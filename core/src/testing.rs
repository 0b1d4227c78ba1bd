//! In-memory hosting API for unit tests.

use crate::hosting::{
    Asset, Contributor, HostingApi, Languages, Release, RepoId, RepositoryProfile, WeeklyCommits,
};
use anyhow::{bail, Result};
use async_trait::async_trait;
use std::collections::HashMap;
use std::sync::Mutex;

#[derive(Default)]
pub struct FakeApi {
    pub profiles: HashMap<String, RepositoryProfile>,
    pub releases: HashMap<String, Vec<Release>>,
    pub languages: HashMap<String, Languages>,
    pub contributors: HashMap<String, Vec<Contributor>>,
    pub activity: HashMap<String, Vec<WeeklyCommits>>,
    /// Content keyed by asset API URL or download URL.
    pub files: HashMap<String, Vec<u8>>,
    /// URLs whose fetch fails at the transport level.
    pub broken: Vec<String>,
    pub downloads: Mutex<Vec<String>>,
}

impl FakeApi {
    pub fn new() -> Self {
        Self::default()
    }

    pub fn with_releases(mut self, repo: &str, releases: Vec<Release>) -> Self {
        self.releases.insert(repo.to_string(), releases);
        self
    }

    pub fn with_profile(mut self, repo: &str, profile: RepositoryProfile) -> Self {
        self.profiles.insert(repo.to_string(), profile);
        self
    }

    pub fn with_file(mut self, url: &str, data: &[u8]) -> Self {
        self.files.insert(url.to_string(), data.to_vec());
        self
    }

    fn fetch(&self, url: &str) -> Result<Option<Vec<u8>>> {
        if self.broken.iter().any(|b| b == url) {
            bail!("connection reset fetching {}", url);
        }
        self.downloads.lock().unwrap().push(url.to_string());
        Ok(self.files.get(url).cloned())
    }
}

#[async_trait]
impl HostingApi for FakeApi {
    async fn repository(&self, repo: &RepoId) -> Result<Option<RepositoryProfile>> {
        Ok(self.profiles.get(&repo.to_string()).cloned())
    }

    async fn releases(&self, repo: &RepoId) -> Result<Vec<Release>> {
        Ok(self.releases.get(&repo.to_string()).cloned().unwrap_or_default())
    }

    async fn languages(&self, repo: &RepoId) -> Result<Languages> {
        Ok(self.languages.get(&repo.to_string()).cloned().unwrap_or_default())
    }

    async fn contributors(&self, repo: &RepoId) -> Result<Vec<Contributor>> {
        Ok(self.contributors.get(&repo.to_string()).cloned().unwrap_or_default())
    }

    async fn commit_activity(&self, repo: &RepoId) -> Result<Vec<WeeklyCommits>> {
        Ok(self.activity.get(&repo.to_string()).cloned().unwrap_or_default())
    }

    async fn asset_content(&self, asset: &Asset) -> Result<Option<Vec<u8>>> {
        self.fetch(&asset.url)
    }

    async fn download(&self, url: &str) -> Result<Option<Vec<u8>>> {
        self.fetch(url)
    }
}

pub fn asset(name: &str, id: u32) -> Asset {
    Asset {
        name: name.to_string(),
        url: format!("https://api.example/assets/{id}"),
        browser_download_url: format!("https://dl.example/{id}/{name}"),
    }
}

pub fn release(tag: &str, assets: Vec<Asset>) -> Release {
    Release {
        tag_name: tag.to_string(),
        draft: false,
        prerelease: false,
        body: Some(format!("Release {tag}\nDetails")),
        assets,
    }
}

_TASK BRIEF_
Retype the material in full, keeping each line exactly as it is.

_YOUR SOLUTION_
filename core/src/testing.rs
repository 0b1d4227c78ba1bd
//! In-memory hosting API for unit tests.

use crate::hosting::{
    Asset, Contributor, HostingApi, Languages, Release, RepoId, RepositoryProfile, WeeklyCommits,
};
use anyhow::{bail, Result};
use async_trait::async_trait;
use std::collections::HashMap;
use std::sync::Mutex;

#[derive(Default)]
pub struct FakeApi {
    pub profiles: HashMap<String, RepositoryProfile>,
    pub releases: HashMap<String, Vec<Release>>,
    pub languages: HashMap<String, Languages>,
    pub contributors: HashMap<String, Vec<Contributor>>,
    pub activity: HashMap<String, Vec<WeeklyCommits>>,
    /// Content keyed by asset API URL or download URL.
    pub files: HashMap<String, Vec<u8>>,
    /// URLs whose fetch fails at the transport level.
    pub broken: Vec<String>,
    pub downloads: Mutex<Vec<String>>,
}

impl FakeApi {
    pub fn new() -> Self {
        Self::default()
    }

    pub fn with_releases(mut self, repo: &str, releases: Vec<Release>) -> Self {
        self.releases.insert(repo.to_string(), releases);
        self
    }

    pub fn with_profile(mut self, repo: &str, profile: RepositoryProfile) -> Self {
        self.profiles.insert(repo.to_string(), profile);
        self
    }

    pub fn with_file(mut self, url: &str, data: &[u8]) -> Self {
        self.files.insert(url.to_string(), data.to_vec());
        self
    }

    fn fetch(&self, url: &str) -> Result<Option<Vec<u8>>> {
        if self.broken.iter().any(|b| b == url) {
            bail!("connection reset fetching {}", url);
        }
        self.downloads.lock().unwrap().push(url.to_string());
        Ok(self.files.get(url).cloned())
    }
}

#[async_trait]
impl HostingApi for FakeApi {
    async fn repository(&self, repo: &RepoId) -> Result<Option<RepositoryProfile>> {
        Ok(self.profiles.get(&repo.to_string()).cloned())
    }

    async fn releases(&self, repo: &RepoId) -> Result<Vec<Release>> {
        Ok(self.releases.get(&repo.to_string()).cloned().unwrap_or_default())
    }

    async fn languages(&self, repo: &RepoId) -> Result<Languages> {
        Ok(self.languages.get(&repo.to_string()).cloned().unwrap_or_default())
    }

    async fn contributors(&self, repo: &RepoId) -> Result<Vec<Contributor>> {
        Ok(self.contributors.get(&repo.to_string()).cloned().unwrap_or_default())
    }

    async fn commit_activity(&self, repo: &RepoId) -> Result<Vec<WeeklyCommits>> {
        Ok(self.activity.get(&repo.to_string()).cloned().unwrap_or_default())
    }

    async fn asset_content(&self, asset: &Asset) -> Result<Option<Vec<u8>>> {
        self.fetch(&asset.url)
    }

    async fn download(&self, url: &str) -> Result<Option<Vec<u8>>> {
        self.fetch(url)
    }
}

pub fn asset(name: &str, id: u32) -> Asset {
    Asset {
        name: name.to_string(),
        url: format!("https://api.example/assets/{id}"),
        browser_download_url: format!("https://dl.example/{id}/{name}"),
    }
}

pub fn release(tag: &str, assets: Vec<Asset>) -> Release {
    Release {
        tag_name: tag.to_string(),
        draft: false,
        prerelease: false,
        body: Some(format!("Release {tag}\nDetails")),
        assets,
    }
}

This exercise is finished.